Life still happens while you're sitting at your computer, dust bunnies multiply, work doesn't get done.  I needed to jump back in the game.  And besides, I think there was a dead or alive reward fon me  LOL

I miss this place terribly.  All those "in control" now have done a great job.  There's a lot of "behind the scenes" work to do, a lot of discussions about how to proceed with the site, etc.  Those that do it do a great job.  

The members here are incredible.  They give support when it's needed, kindness when it's needed, and a kick in the rear if that's what's needed   I've never seen another site on the net like this one.  

If we never learn anything else *ever* we've learned that Sushi likes redheads!  

Oh, and I only received one death threat, which I guess is pretty good over a 3-4 year period


----------



## bjcotton (Aug 6, 2006)

Kitchenelf, I must say, you all have done a masterful job.  I too came from another food site that had begun to deteriorate with backbiting, etc.  I am very grateful y'all are here for me to interact with.

We do tend to get very close to people on these sites.  In December I am going to New Zealand to stay with friends for 6 weeks I've gotten to know via the other site.  They are also members of DC now.  I am looking forward to getting to know all of you, cooking with you and exchanging info.
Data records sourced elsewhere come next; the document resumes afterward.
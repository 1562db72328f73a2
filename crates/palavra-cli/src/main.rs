use std::fs;
use std::io::{self, BufRead, Write};
use std::path::PathBuf;
use std::time::Duration;

use anyhow::{bail, Context, Result};
use base64::engine::general_purpose::STANDARD as BASE64;
use base64::Engine as _;
use clap::{Parser, Subcommand};
use image::codecs::jpeg::JpegEncoder;
use image::DynamicImage;
use palavra_contracts::cards::{VerseResult, VerseSuggestion};
use palavra_engine::{
    style_by_id, CardEngine, EngineOptions, ImageSource, SuggestionQuery, IMAGE_STYLES,
};
use reqwest::blocking::Client as HttpClient;

#[derive(Debug, Parser)]
#[command(name = "palavra-rs", version, about = "Verse-card generator CLI")]
struct Cli {
    #[command(subcommand)]
    command: Command,
}

#[derive(Debug, Subcommand)]
enum Command {
    /// List verse suggestions for a theme or a book/chapter.
    Suggest(SuggestArgs),
    /// Print one random verse.
    Random(EngineArgs),
    /// Generate a full card (explanation + image) and add it to the gallery.
    Card(CardArgs),
    /// Show the verse of the day, regenerating when the cache is stale.
    Daily(DailyArgs),
    /// Inspect or mutate the stored gallery.
    Gallery(GalleryArgs),
    /// Write a card's image as a JPEG and print its share caption.
    Export(ExportArgs),
}

#[derive(Debug, Parser)]
struct EngineArgs {
    #[arg(long, default_value = ".palavra")]
    data_dir: PathBuf,
    #[arg(long)]
    events: Option<PathBuf>,
    #[arg(long, default_value = "gemini-2.5-flash")]
    text_model: String,
    #[arg(long, default_value = "gemini-2.5-flash-image")]
    image_model: String,
    #[arg(long, default_value = "auto")]
    source: String,
    #[arg(long, default_value = "cinematic")]
    style: String,
}

impl EngineArgs {
    fn build_engine(&self) -> Result<CardEngine> {
        if style_by_id(&self.style).is_none() {
            let known = IMAGE_STYLES
                .iter()
                .map(|style| style.id)
                .collect::<Vec<&str>>()
                .join(", ");
            bail!("unknown style '{}' (available: {known})", self.style);
        }
        let options = EngineOptions {
            text_model: self.text_model.clone(),
            image_model: self.image_model.clone(),
            image_source: ImageSource::parse(&self.source)?,
            style_id: self.style.clone(),
            ..EngineOptions::default()
        };
        let events_path = self
            .events
            .clone()
            .unwrap_or_else(|| self.data_dir.join("events.jsonl"));
        CardEngine::new(&self.data_dir, &events_path, options)
    }
}

#[derive(Debug, Parser)]
struct SuggestArgs {
    #[command(flatten)]
    engine: EngineArgs,
    #[arg(long, default_value = "")]
    theme: String,
    #[arg(long)]
    book: Option<String>,
    #[arg(long)]
    chapter: Option<String>,
    #[arg(long)]
    verse: Option<String>,
}

#[derive(Debug, Parser)]
struct CardArgs {
    #[command(flatten)]
    engine: EngineArgs,
    #[arg(long, default_value = "")]
    theme: String,
    #[arg(long)]
    book: Option<String>,
    #[arg(long)]
    chapter: Option<String>,
    #[arg(long)]
    verse: Option<String>,
    /// 1-based index into the suggestion list.
    #[arg(long, default_value_t = 1)]
    pick: usize,
    /// Skip the suggestion step and use this verse text directly.
    #[arg(long)]
    text: Option<String>,
    /// Reference for --text (e.g. "João 3:16").
    #[arg(long)]
    reference: Option<String>,
}

#[derive(Debug, Parser)]
struct DailyArgs {
    #[command(flatten)]
    engine: EngineArgs,
    /// Discard the cached verse and regenerate unconditionally.
    #[arg(long)]
    refresh: bool,
}

#[derive(Debug, Parser)]
struct GalleryArgs {
    #[command(flatten)]
    engine: EngineArgs,
    #[command(subcommand)]
    action: GalleryAction,
}

#[derive(Debug, Subcommand)]
enum GalleryAction {
    /// List stored cards, newest first.
    List,
    /// Toggle the favorite flag of a card.
    Favorite {
        #[arg(long)]
        id: String,
    },
    /// Remove a card after confirmation.
    Remove {
        #[arg(long)]
        id: String,
        /// Skip the interactive confirmation.
        #[arg(long)]
        yes: bool,
    },
    /// Fetch a new image for a card using the configured style and source.
    Regenerate {
        #[arg(long)]
        id: String,
    },
}

#[derive(Debug, Parser)]
struct ExportArgs {
    #[command(flatten)]
    engine: EngineArgs,
    #[arg(long)]
    id: String,
    #[arg(long)]
    out: PathBuf,
}

fn main() {
    match run() {
        Ok(code) => std::process::exit(code),
        Err(err) => {
            eprintln!("palavra-rs error: {err:#}");
            std::process::exit(1);
        }
    }
}

fn run() -> Result<i32> {
    let cli = Cli::parse();
    match cli.command {
        Command::Suggest(args) => run_suggest(args),
        Command::Random(args) => run_random(args),
        Command::Card(args) => run_card(args),
        Command::Daily(args) => run_daily(args),
        Command::Gallery(args) => run_gallery(args),
        Command::Export(args) => run_export(args),
    }
}

fn run_suggest(args: SuggestArgs) -> Result<i32> {
    let engine = args.engine.build_engine()?;
    let query = SuggestionQuery {
        theme: args.theme,
        book: args.book,
        chapter: args.chapter,
        verse: args.verse,
    };
    let suggestions = engine.suggest_verses(&query)?;
    print_suggestions(&suggestions);
    Ok(0)
}

fn run_random(args: EngineArgs) -> Result<i32> {
    let engine = args.build_engine()?;
    let verse = engine.random_verse()?;
    println!("\"{}\"", verse.verse_text);
    println!("— {}", verse.verse_reference);
    Ok(0)
}

fn run_card(args: CardArgs) -> Result<i32> {
    let mut engine = args.engine.build_engine()?;

    let suggestion = match (&args.text, &args.reference) {
        (Some(text), Some(reference)) => VerseSuggestion::new(text.clone(), reference.clone()),
        (Some(_), None) | (None, Some(_)) => {
            bail!("--text and --reference must be provided together");
        }
        (None, None) => {
            let query = SuggestionQuery {
                theme: args.theme,
                book: args.book,
                chapter: args.chapter,
                verse: args.verse,
            };
            let suggestions = engine.suggest_verses(&query)?;
            print_suggestions(&suggestions);
            let index = args
                .pick
                .checked_sub(1)
                .filter(|index| *index < suggestions.len())
                .with_context(|| {
                    format!(
                        "--pick must be between 1 and {} (got {})",
                        suggestions.len(),
                        args.pick
                    )
                })?;
            suggestions[index].clone()
        }
    };

    let card = engine.generate_card(&suggestion)?;
    print_card(&card);
    Ok(0)
}

fn run_daily(args: DailyArgs) -> Result<i32> {
    let mut engine = args.engine.build_engine()?;
    let card = engine.verse_of_the_day(args.refresh)?;
    println!("Versículo do dia");
    print_card(&card);
    Ok(0)
}

fn run_gallery(args: GalleryArgs) -> Result<i32> {
    let mut engine = args.engine.build_engine()?;
    match args.action {
        GalleryAction::List => {
            if engine.gallery().is_empty() {
                println!("Galeria vazia.");
                return Ok(0);
            }
            for item in engine.gallery().items() {
                let marker = if item.is_favorite { "★" } else { " " };
                println!("{marker} {}  {}  {}", item.id, item.verse_reference, short(&item.verse_text, 48));
            }
            println!("{} itens.", engine.gallery().len());
            Ok(0)
        }
        GalleryAction::Favorite { id } => {
            let state = engine.toggle_favorite(&id)?;
            println!(
                "{} {}",
                id,
                if state { "marcado como favorito" } else { "desmarcado" }
            );
            Ok(0)
        }
        GalleryAction::Remove { id, yes } => {
            let Some(item) = engine.gallery().get(&id).cloned() else {
                bail!("no card with id '{id}'");
            };
            if !yes {
                let stdin = io::stdin();
                if !confirm_removal(&item.verse_reference, &mut stdin.lock())? {
                    println!("Cancelado.");
                    return Ok(0);
                }
            }
            engine.remove_card(&id)?;
            println!("Removido {id}.");
            Ok(0)
        }
        GalleryAction::Regenerate { id } => {
            let updated = engine.regenerate_image(&id)?;
            println!("Nova imagem para {}:", updated.verse_reference);
            println!("{}", short(&updated.image_url, 96));
            Ok(0)
        }
    }
}

fn run_export(args: ExportArgs) -> Result<i32> {
    let engine = args.engine.build_engine()?;
    let item = engine
        .gallery()
        .get(&args.id)
        .cloned()
        .with_context(|| format!("no card with id '{}'", args.id))?;

    let bytes = image_bytes_from_url(&item.image_url)?;
    let decoded = image::load_from_memory(&bytes).context("unsupported image payload")?;
    let mut out_bytes = Vec::new();
    let mut encoder = JpegEncoder::new_with_quality(&mut out_bytes, 90);
    encoder
        .encode_image(&DynamicImage::ImageRgb8(decoded.to_rgb8()))
        .context("JPEG encode failed")?;
    if let Some(parent) = args.out.parent() {
        fs::create_dir_all(parent)?;
    }
    fs::write(&args.out, out_bytes)
        .with_context(|| format!("failed to write {}", args.out.display()))?;

    println!("{}", item.caption());
    println!("Imagem salva em {}", args.out.display());
    Ok(0)
}

fn confirm_removal(reference: &str, input: &mut impl BufRead) -> Result<bool> {
    print!("Excluir \"{reference}\"? [y/N] ");
    io::stdout().flush()?;
    let mut line = String::new();
    input.read_line(&mut line)?;
    Ok(is_affirmative(&line))
}

fn is_affirmative(answer: &str) -> bool {
    matches!(
        answer.trim().to_ascii_lowercase().as_str(),
        "y" | "yes" | "s" | "sim"
    )
}

fn print_suggestions(suggestions: &[VerseSuggestion]) {
    for (index, suggestion) in suggestions.iter().enumerate() {
        println!("{}. \"{}\"", index + 1, suggestion.verse_text);
        println!("   — {}", suggestion.verse_reference);
    }
}

fn print_card(card: &VerseResult) {
    println!("\"{}\"", card.verse_text);
    println!("— {}", card.verse_reference);
    println!();
    println!("{}", card.explanation);
    println!();
    println!("imagem: {}", short(&card.image_url, 96));
    println!("id: {}", card.id);
}

fn short(value: &str, max_chars: usize) -> String {
    if value.chars().count() <= max_chars {
        return value.to_string();
    }
    value.chars().take(max_chars).collect::<String>() + "…"
}

fn image_bytes_from_url(url: &str) -> Result<Vec<u8>> {
    if url.starts_with("data:") {
        let payload = url
            .split_once("base64,")
            .map(|(_, data)| data)
            .context("data URL without a base64 payload")?;
        return BASE64
            .decode(payload.as_bytes())
            .context("data URL base64 decode failed");
    }
    let response = HttpClient::new()
        .get(url)
        .timeout(Duration::from_secs(60))
        .send()
        .with_context(|| format!("image download failed ({url})"))?;
    let status = response.status();
    if !status.is_success() {
        bail!("image download failed ({})", status.as_u16());
    }
    Ok(response.bytes()?.to_vec())
}

#[cfg(test)]
mod tests {
    use base64::engine::general_purpose::STANDARD as BASE64;
    use base64::Engine as _;

    use super::{confirm_removal, image_bytes_from_url, is_affirmative, short};

    #[test]
    fn affirmative_answers_in_both_languages() {
        for answer in ["y", "Y", "yes", "s", "Sim", " sim \n"] {
            assert!(is_affirmative(answer), "{answer}");
        }
        for answer in ["", "n", "no", "não", "talvez"] {
            assert!(!is_affirmative(answer), "{answer}");
        }
    }

    #[test]
    fn confirm_removal_reads_one_line() -> anyhow::Result<()> {
        let mut input = std::io::Cursor::new(b"sim\n".to_vec());
        assert!(confirm_removal("Salmos 23:1", &mut input)?);

        let mut input = std::io::Cursor::new(b"\n".to_vec());
        assert!(!confirm_removal("Salmos 23:1", &mut input)?);
        Ok(())
    }

    #[test]
    fn data_url_decoding_roundtrips() -> anyhow::Result<()> {
        let bytes = vec![1u8, 2, 3, 4];
        let url = format!("data:image/jpeg;base64,{}", BASE64.encode(&bytes));
        assert_eq!(image_bytes_from_url(&url)?, bytes);

        assert!(image_bytes_from_url("data:image/jpeg;nope").is_err());
        Ok(())
    }

    #[test]
    fn short_truncates_on_char_boundaries() {
        assert_eq!(short("céu azul", 48), "céu azul");
        assert_eq!(short("céu azul", 3), "céu…");
    }
}
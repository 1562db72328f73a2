use std::path::{Path, PathBuf};

use chrono::Local;
use serde::{Deserialize, Serialize};

use crate::cards::VerseResult;

/// Cached verse-of-the-day entry, valid only for the calendar day it was
/// created on.
#[derive(Debug, Clone, PartialEq, Serialize, Deserialize)]
pub struct DailyEntry {
    pub verse: VerseResult,
    pub date: String,
}

#[derive(Debug, Clone)]
pub struct DailyVerseStore {
    path: PathBuf,
}

impl DailyVerseStore {
    pub fn new(path: impl Into<PathBuf>) -> Self {
        Self { path: path.into() }
    }

    pub fn path(&self) -> &Path {
        &self.path
    }

    pub fn load(&self) -> Option<DailyEntry> {
        let raw = std::fs::read_to_string(&self.path).ok()?;
        serde_json::from_str(&raw).ok()
    }

    /// Returns the cached verse only when it was stored today and carries a
    /// usable image. Anything else means the caller must regenerate.
    pub fn fresh(&self, today: &str) -> Option<VerseResult> {
        let entry = self.load()?;
        if entry.date != today || entry.verse.image_url.trim().is_empty() {
            return None;
        }
        Some(entry.verse)
    }

    pub fn store(&self, verse: &VerseResult, date: &str) -> anyhow::Result<()> {
        let entry = DailyEntry {
            verse: verse.clone(),
            date: date.to_string(),
        };
        if let Some(parent) = self.path.parent() {
            std::fs::create_dir_all(parent)?;
        }
        std::fs::write(&self.path, serde_json::to_string_pretty(&entry)?)?;
        Ok(())
    }

    pub fn clear(&self) -> anyhow::Result<()> {
        match std::fs::remove_file(&self.path) {
            Ok(()) => Ok(()),
            Err(err) if err.kind() == std::io::ErrorKind::NotFound => Ok(()),
            Err(err) => Err(err.into()),
        }
    }
}

pub fn today_local() -> String {
    Local::now().format("%Y-%m-%d").to_string()
}

#[cfg(test)]
mod tests {
    use crate::cards::{VerseResult, VerseSuggestion};

    use super::{today_local, DailyVerseStore};

    fn verse(image_url: &str) -> VerseResult {
        VerseResult::from_parts(
            VerseSuggestion::new("Tudo posso", "Filipenses 4:13"),
            "explicação".to_string(),
            image_url.to_string(),
        )
    }

    #[test]
    fn fresh_requires_matching_date() -> anyhow::Result<()> {
        let temp = tempfile::tempdir()?;
        let store = DailyVerseStore::new(temp.path().join("daily.json"));
        let cached = verse("https://example.com/a.jpg");
        store.store(&cached, "2026-08-04")?;

        assert!(store.fresh("2026-08-05").is_none());
        assert_eq!(store.fresh("2026-08-04").map(|row| row.id), Some(cached.id));
        Ok(())
    }

    #[test]
    fn fresh_rejects_entries_without_an_image() -> anyhow::Result<()> {
        let temp = tempfile::tempdir()?;
        let store = DailyVerseStore::new(temp.path().join("daily.json"));
        store.store(&verse("  "), "2026-08-05")?;
        assert!(store.fresh("2026-08-05").is_none());
        Ok(())
    }

    #[test]
    fn clear_removes_the_cache_and_tolerates_absence() -> anyhow::Result<()> {
        let temp = tempfile::tempdir()?;
        let store = DailyVerseStore::new(temp.path().join("daily.json"));
        store.clear()?;
        store.store(&verse("https://example.com/a.jpg"), &today_local())?;
        assert!(store.load().is_some());
        store.clear()?;
        assert!(store.load().is_none());
        Ok(())
    }

    #[test]
    fn today_local_is_iso_date_shaped() {
        let today = today_local();
        assert_eq!(today.len(), 10);
        assert_eq!(today.as_bytes()[4], b'-');
        assert_eq!(today.as_bytes()[7], b'-');
    }
}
Excellent site y'all, great people!


----------



## karadekoolaid (Aug 6, 2006)

bjcotton said:
			
		

> Kitchenelf, I must say, you all have done a masterful job. I too came from another food site that had begun to deteriorate with backbiting, etc. I am very grateful y'all are here for me to interact with.
> 
> We do tend to get very close to people on these sites. In December I am going to New Zealand to stay with friends for 6 weeks I've gotten to know via the other site. They are also members of DC now. I am looking forward to getting to know all of you, cooking with you and exchanging info.
> 
> Excellent site y'all, great people!


 
And I'll echo Billy's kind words, because I was in that "other place" too. 
I venture into cyberspace to relax, to learn, to share with other food addicts and to have fun. I do not want "aggro", as it's called in England. Hey! This is a _virtual _world. 
However, virtual places have  way of getting people together, which is splendid. I've made friends in the USA, in Canada, in Australia, in New Zealand. 
When one enters a community, one must also learn the ropes. This has been very, very easy here - I've personally felt very much at home, even though I don't know you all. 
Congratulations are in order for a wonderful place to spend one's spare time!


----------



## Chef_Jen (Aug 6, 2006)

cliveb said:
			
		

> And I'll echo Billy's kind words, because I was in that "other place" too.
> I venture into cyberspace to relax, to learn, to share with other food addicts and to have fun. I do not want "aggro", as it's called in England. Hey! This is a _virtual _world.
> However, virtual places have way of getting people together, which is splendid. I've made friends in the USA, in Canada, in Australia, in New Zealand.
> When one enters a community, one must also learn the ropes. This has been very, very easy here - I've personally felt very much at home, even though I don't know you all.
> Congratulations are in order for a wonderful place to spend one's spare time!


 
I echo billy and Clive. its funny how attached you get to places and people and its nice to be able to virtually make friends.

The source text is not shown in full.